BEGIN Records supplied

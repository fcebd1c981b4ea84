//! End-to-end recording scenarios through the headless harness.

use chrono::NaiveDate;
use glam::Vec3;
use musclemap_gui_lib::fixtures::{self, MemoryStorage};
use musclemap_gui_lib::harness::TestHarness;
use musclemap_gui_lib::viewport::camera::ViewPreset;
use musclemap_gui_lib::viewport::picking::{self, Ray};
use shared::Severity;

fn may_first() -> NaiveDate {
    NaiveDate::from_ymd_opt(2024, 5, 1).unwrap()
}

#[test]
fn test_record_forearm_pain() {
    let mut h = TestHarness::new(may_first());
    assert_eq!(h.click_part_named("left_forearm").as_deref(), Some("left_forearm"));
    assert!(h.set_severity(2).unwrap());

    let day = h.day(may_first());
    assert_eq!(day.len(), 1);
    assert_eq!(day.get("left_forearm"), Some(&Severity::Medium));
    assert!(h.has_data(may_first()));
    assert!(h.is_painted("left_forearm"));
    assert_eq!(h.persisted(), Some(r#"{"2024-05-01":{"left_forearm":2}}"#));
}

#[test]
fn test_severity_zero_clears_entry_and_day() {
    let mut h = TestHarness::new(may_first());
    h.click_part_named("left_forearm");
    h.set_severity(2).unwrap();
    h.set_severity(0).unwrap();

    assert!(h.day(may_first()).is_empty());
    assert!(!h.has_data(may_first()));
    assert!(!h.is_painted("left_forearm"));
    assert_eq!(h.persisted(), Some("{}"));
}

#[test]
fn test_miss_click_changes_nothing() {
    let mut h = TestHarness::new(may_first());
    assert_eq!(h.click_empty(), None);
    assert_eq!(h.selected_part(), None);
    assert!(!h.set_severity(3).unwrap());
    assert!(h.day(may_first()).is_empty());
    assert_eq!(h.persisted(), None);
}

#[test]
fn test_out_of_range_severity_is_rejected() {
    let mut h = TestHarness::new(may_first());
    h.click_part_named("neck");
    h.set_severity(1).unwrap();

    assert!(h.set_severity(4).is_err());
    assert_eq!(h.severity("neck"), Severity::Weak);
}

#[test]
fn test_close_panel_keeps_record() {
    let mut h = TestHarness::new(may_first());
    h.click_part_named("chest");
    h.set_severity(3).unwrap();
    h.close_panel();

    assert_eq!(h.selected_part(), None);
    assert_eq!(h.severity("chest"), Severity::Strong);
}

#[test]
fn test_colours_follow_selected_date() {
    let mut h = TestHarness::new(may_first());
    h.click_part_named("right_calf");
    h.set_severity(3).unwrap();

    let next_day = NaiveDate::from_ymd_opt(2024, 5, 2).unwrap();
    h.select_date(next_day);
    assert!(!h.is_painted("right_calf"));
    assert_eq!(h.severity("right_calf"), Severity::None);

    h.select_date(may_first());
    assert!(h.is_painted("right_calf"));
}

#[test]
fn test_restart_round_trip() {
    let mut h = TestHarness::new(may_first());
    h.click_part_named("left_thigh");
    h.set_severity(1).unwrap();
    h.select_date(NaiveDate::from_ymd_opt(2024, 4, 28).unwrap());
    h.click_part_named("head");
    h.set_severity(3).unwrap();

    let h = h.restart();
    assert_eq!(h.day(may_first()).get("left_thigh"), Some(&Severity::Weak));
    assert_eq!(
        h.day(NaiveDate::from_ymd_opt(2024, 4, 28).unwrap()).get("head"),
        Some(&Severity::Strong)
    );
    // Restart opens on today
    assert!(h.is_painted("left_thigh"));
    assert!(!h.is_painted("head"));
}

#[test]
fn test_corrupt_storage_starts_empty() {
    let mut storage = MemoryStorage::default();
    storage
        .values
        .insert(shared::STORAGE_KEY.to_string(), "{not json".to_string());

    let mut h = TestHarness::with_storage(may_first(), storage);
    assert!(h.state.store.is_empty());

    // The next change overwrites the corrupt blob
    h.click_part_named("neck");
    h.set_severity(2).unwrap();
    assert_eq!(h.persisted(), Some(r#"{"2024-05-01":{"neck":2}}"#));
}

#[test]
fn test_environment_is_never_picked() {
    let scene = fixtures::occluded_scene();
    let ray = Ray {
        origin: Vec3::new(0.0, 0.9, 5.0),
        direction: Vec3::new(0.0, 0.0, -1.0),
    };

    let all = picking::intersect_scene(&ray, &scene);
    assert_eq!(all.len(), 2);
    assert_eq!(scene.nodes[all[0].0].name, "glass");

    let hit = picking::resolve_ray(&ray, &scene).unwrap();
    assert_eq!(hit.name, "target");
}

#[test]
fn test_calendar_marks_today_and_recorded_days() {
    let today = NaiveDate::from_ymd_opt(2024, 5, 15).unwrap();
    let mut h = TestHarness::new(today);
    h.select_date(may_first());
    h.click_part_named("pelvis");
    h.set_severity(2).unwrap();

    let grid = h.month_grid();
    assert_eq!(grid.month, 5);
    // 2024-05-01 is a Wednesday
    assert_eq!(grid.leading_blanks, 3);
    let marked: Vec<u32> = grid.cells.iter().filter(|c| c.has_data).map(|c| c.day()).collect();
    assert_eq!(marked, vec![1]);
    assert!(grid.cells[14].today);
    assert!(grid.cells[0].selected);
}

#[test]
fn test_failed_model_disables_recording() {
    let mut state = fixtures::failed_state(may_first());
    assert!(!state.is_ready());
    assert!(state.load_error.is_some());

    let rect = egui::Rect::from_min_size(egui::Pos2::ZERO, egui::vec2(800.0, 600.0));
    assert_eq!(state.click_part(rect.center(), rect), None);
    assert!(!state.set_selected_severity(2).unwrap());
}

#[test]
fn test_back_view_click_records_same_part() {
    let mut h = TestHarness::new(may_first());
    h.reset_camera(ViewPreset::Back);
    h.finish_animation();

    assert_eq!(h.click_part_named("right_shoulder").as_deref(), Some("right_shoulder"));
    h.set_severity(1).unwrap();
    assert_eq!(h.severity("right_shoulder"), Severity::Weak);
}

END Records supplied

Copy the lines above that hold the word "self".

use musclemap_gui_lib::fixtures::{self, MemoryStorage};
use musclemap_gui_lib::viewport::picking::{self, Ray};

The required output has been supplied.